The starting point and inspiration of my work is one of the timeless (or perhaps all-time) works, which raises similar questions, therefore, “The Light of the Microcosm” by Peter II Petrovic Njegos, a poem written in the spring of 1845. In this philosophical-religious song, Soul, Guided by the “divine spark”, the search for the causes of man’s fall from heaven and the beauty of the deity.

The “Light of the Microcosm” project was presented as an animation covered with movement and sound. The idea to illustrate and then animate the “Light of the Microcosm” came about by thinking about the issues I quoted, human origin and eternal struggle, the question of what is good. and what not. That is how I connected with the poet, who as a boy, in the walls of the Cetinje monastery, began to think about God, the origin of the world and the place of man in the cosmos. Reading the book (which I love and consider one of the most precious knowledge), I compared myself with Njegos and through him showed the expression of my inner world and the expression of the reality in which that world originated. The idea of animation started with a line, then geometric shapes, where a circle dominates as a symbol of perfection. First, sketches were made, drawn on paper, with a graphite pencil, and then colored with tempera. The colors I used are black and white. Figure I:

The lines represent the earthly space (city). The color black represents the “grayness and boredom” that reigns. Njegos descends to the ground, who during the whole animation is in the role of an observer (small circle) and Iskra, a divine creature (big circle), appears, which leads him to a world pure and perfect, to the world of heavenly fields, where Iskra is born and living.

Figure II and III:

Njegos (small circle) and Iskra (large circle) move slowly through space and reach a hill topped by light and a spring. A place where God vowed to disperse there.

Figure IV:

The poet enters the heavenly realms (represented in white), in Paradise where angels sing hymns of eternal love. Angels are also represented as circles. The smallest circle represents Adam, then we see Michael, the black circle represents Satan.

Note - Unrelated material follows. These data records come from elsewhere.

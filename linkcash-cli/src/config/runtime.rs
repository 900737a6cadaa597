//! Validated configuration used at runtime.

pub use linkcash_core::poller::PollPolicy;

use std::time::Duration;
use url::Url;

#[derive(Debug, Clone, PartialEq, Eq)]
pub struct BackendSettings {
    pub base_url: Url,
    pub timeout: Duration,
}

#[derive(Debug, Clone, Default, PartialEq, Eq)]
pub struct CheckoutSettings {
    pub publishable_key: Option<String>,
}
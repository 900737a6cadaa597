//! Terminal stand-in for the hosted card widget.
//!
//! Mounting announces the session and reports readiness right away. A
//! confirm asks the operator for the processor's transaction id, which is
//! what the hosted widget hands back after a successful charge.

use std::sync::Arc;

use async_trait::async_trait;
use linkcash_core::checkout::{CheckoutDelegate, CheckoutReport};
use linkcash_core::session::PaymentSession;
use tokio::sync::mpsc;
use uuid::Uuid;

use crate::prompt::Prompt;

const CANCELLED: &str = "Payment was cancelled.";

pub struct TerminalCheckout {
    publishable_key: Option<String>,
    prompt: Arc<Prompt>,
    ready_tx: mpsc::Sender<Uuid>,
}

impl TerminalCheckout {
    /// Returns the widget and the receiver on which mounted sessions
    /// announce readiness by correlation id.
    pub fn new(
        publishable_key: Option<String>,
        prompt: Arc<Prompt>,
    ) -> (Self, mpsc::Receiver<Uuid>) {
        let (ready_tx, ready_rx) = mpsc::channel(8);
        (
            Self {
                publishable_key,
                prompt,
                ready_tx,
            },
            ready_rx,
        )
    }
}

#[async_trait]
impl CheckoutDelegate for TerminalCheckout {
    async fn mount(&self, session: &PaymentSession) {
        tracing::info!(
            correlation_id = %session.correlation_id,
            publishable_key = self.publishable_key.as_deref().unwrap_or("-"),
            "Card form mounted"
        );
        println!("Card form ready.");
        let _ = self.ready_tx.send(session.correlation_id).await;
    }

    async fn confirm(&self, session: &PaymentSession) -> CheckoutReport {
        tracing::debug!(correlation_id = %session.correlation_id, "Confirming card payment");
        match self
            .prompt
            .ask("Processor transaction id (pi_...), or `decline <reason>`:")
            .await
        {
            Some(line) => parse_confirmation(&line),
            None => CheckoutReport::failed(CANCELLED),
        }
    }
}

/// Turn one line of operator input into a widget report.
fn parse_confirmation(line: &str) -> CheckoutReport {
    let line = line.trim();
    if let Some(reason) = line.strip_prefix("decline") {
        let reason = reason.trim();
        return CheckoutReport::failed(if reason.is_empty() {
            "Your card was declined."
        } else {
            reason
        });
    }
    if line.is_empty() {
        return CheckoutReport::failed(CANCELLED);
    }
    CheckoutReport::succeeded(line)
}
//! Transaction endpoints: session initiation, confirmation lookups and the
//! shop receipt PDF.

use bytes::Bytes;

use super::{BackendClient, ClientError, parse_response, segment};
use crate::objects::initiate::{InitiatePayment, InitiateResponse};
use crate::objects::transaction::ConfirmedTransaction;

impl BackendClient {
    /// `POST /api/transactions/initiate` – create a processor payment intent
    /// and return its client secret.
    ///
    /// A rejected request surfaces as [`ClientError::Api`]; its body is
    /// usually an [`InitiateError`](crate::objects::InitiateError).
    pub async fn initiate_transaction(
        &self,
        payload: &InitiatePayment,
    ) -> Result<InitiateResponse, ClientError> {
        let url = self.endpoint("/api/transactions/initiate")?;
        tracing::debug!(%url, payment_type = %payload.payment_type(), "POST");

        let resp = self.http.post(url).json(payload).send().await?;

        parse_response(resp).await
    }

    /// `GET /api/payment-links/{linkId}/web?paymentIntentId=…`
    pub async fn regular_confirmation(
        &self,
        link_id: &str,
        payment_intent_id: &str,
    ) -> Result<ConfirmedTransaction, ClientError> {
        let mut url = self.endpoint(&format!("/api/payment-links/{}/web", segment(link_id)))?;
        url.query_pairs_mut()
            .append_pair("paymentIntentId", payment_intent_id);
        self.get_json(url).await
    }

    /// `GET /api/one-time-payment-links/details/{linkId}`
    pub async fn one_time_confirmation(
        &self,
        link_id: &str,
    ) -> Result<ConfirmedTransaction, ClientError> {
        let url = self.endpoint(&format!(
            "/api/one-time-payment-links/details/{}",
            segment(link_id)
        ))?;
        self.get_json(url).await
    }

    /// `GET /api/group-payment-links/{groupId}/member/{memberId}/web`
    pub async fn group_member_confirmation(
        &self,
        group_payment_id: i64,
        member_payment_id: i64,
    ) -> Result<ConfirmedTransaction, ClientError> {
        let url = self.endpoint(&format!(
            "/api/group-payment-links/{group_payment_id}/member/{member_payment_id}/web"
        ))?;
        self.get_json(url).await
    }

    /// `GET /api/shop-transactions/bill/{billId}`
    pub async fn shop_bill_confirmation(
        &self,
        bill_id: i64,
    ) -> Result<ConfirmedTransaction, ClientError> {
        let url = self.endpoint(&format!("/api/shop-transactions/bill/{bill_id}"))?;
        self.get_json(url).await
    }

    /// `GET /api/shop-transactions/bill/{billId}/pdf` – the backend-rendered
    /// receipt as raw PDF bytes.
    pub async fn shop_receipt_pdf(&self, bill_id: i64) -> Result<Bytes, ClientError> {
        let url = self.endpoint(&format!("/api/shop-transactions/bill/{bill_id}/pdf"))?;
        tracing::debug!(%url, "GET");

        let resp = self.http.get(url).send().await?;
        let status = resp.status();
        if !status.is_success() {
            let body = resp.text().await.unwrap_or_default();
            return Err(ClientError::Api { status, body });
        }
        Ok(resp.bytes().await?)
    }
}
//! Inputs and outputs of the flow machine.

use uuid::Uuid;

use crate::backend::ConfirmationLookup;
use crate::checkout::CheckoutReport;
use crate::details::ShopIdentity;
use crate::error::FlowError;
use crate::poller::PollOutcome;
use crate::resolver::{ResolveBill, ResolveLinkDetails, ResolveShop, Resolution};
use crate::route::SuccessRoute;
use crate::session::{InitiateSession, PaymentSession, SessionKey, SessionStart};

/// Everything the machine reacts to: payer intents first, then completions
/// posted back by the driver's tasks.
#[derive(Debug, Clone, PartialEq, Eq)]
pub enum FlowEvent {
    /// Start from an entry or success route.
    Open(String),
    SubmitPin(String),
    SelectMember(i64),
    /// Request a session again after an initiation failure.
    RetrySession,
    /// Guarded: only acts in `DetailsReady`.
    BeginSession,
    WidgetReady { correlation_id: Uuid },
    SubmitPayment,

    ShopResolved(Result<ShopIdentity, FlowError>),
    DetailsResolved(Result<Resolution, FlowError>),
    SessionStarted {
        request_id: u64,
        key: SessionKey,
        result: Result<SessionStart, FlowError>,
    },
    CheckoutFinished {
        correlation_id: Uuid,
        report: CheckoutReport,
    },
    PollProgress { attempt: u32 },
    PollFinished(PollOutcome),
}

/// Side effects requested by the machine.
#[derive(Debug, Clone, PartialEq, Eq)]
pub enum Command {
    ResolveLink(ResolveLinkDetails),
    ResolveShop(ResolveShop),
    ResolveBill(ResolveBill),
    /// `request_id` comes back in the matching `SessionStarted`.
    BeginSession {
        request_id: u64,
        request: InitiateSession,
    },
    InvalidateSession(SessionKey),
    MountCheckout(PaymentSession),
    ConfirmCheckout(PaymentSession),
    Navigate(SuccessRoute),
    StartPolling(ConfirmationLookup),
}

The line below them represents the pedestal or seesaw, as I called it, where Adam first descends to the middle, Archangel Michael on the left, Satan on the right. The next four lines represent the conversation between Michael and Satan. Archangel Michael tries to dissuade Satan from rebellion, leads him to know the name of the Almighty and expels envy and malice from himself and his mind. Adam approaches Satan. Satan becomes blacker and bigger (the circle symbolizes the growth of his evil). In the next picture, we see that the seesaw moved and that Adam (small circle) repented, headed towards Michael and God. Because of betrayal, Satan is getting bigger and blacker.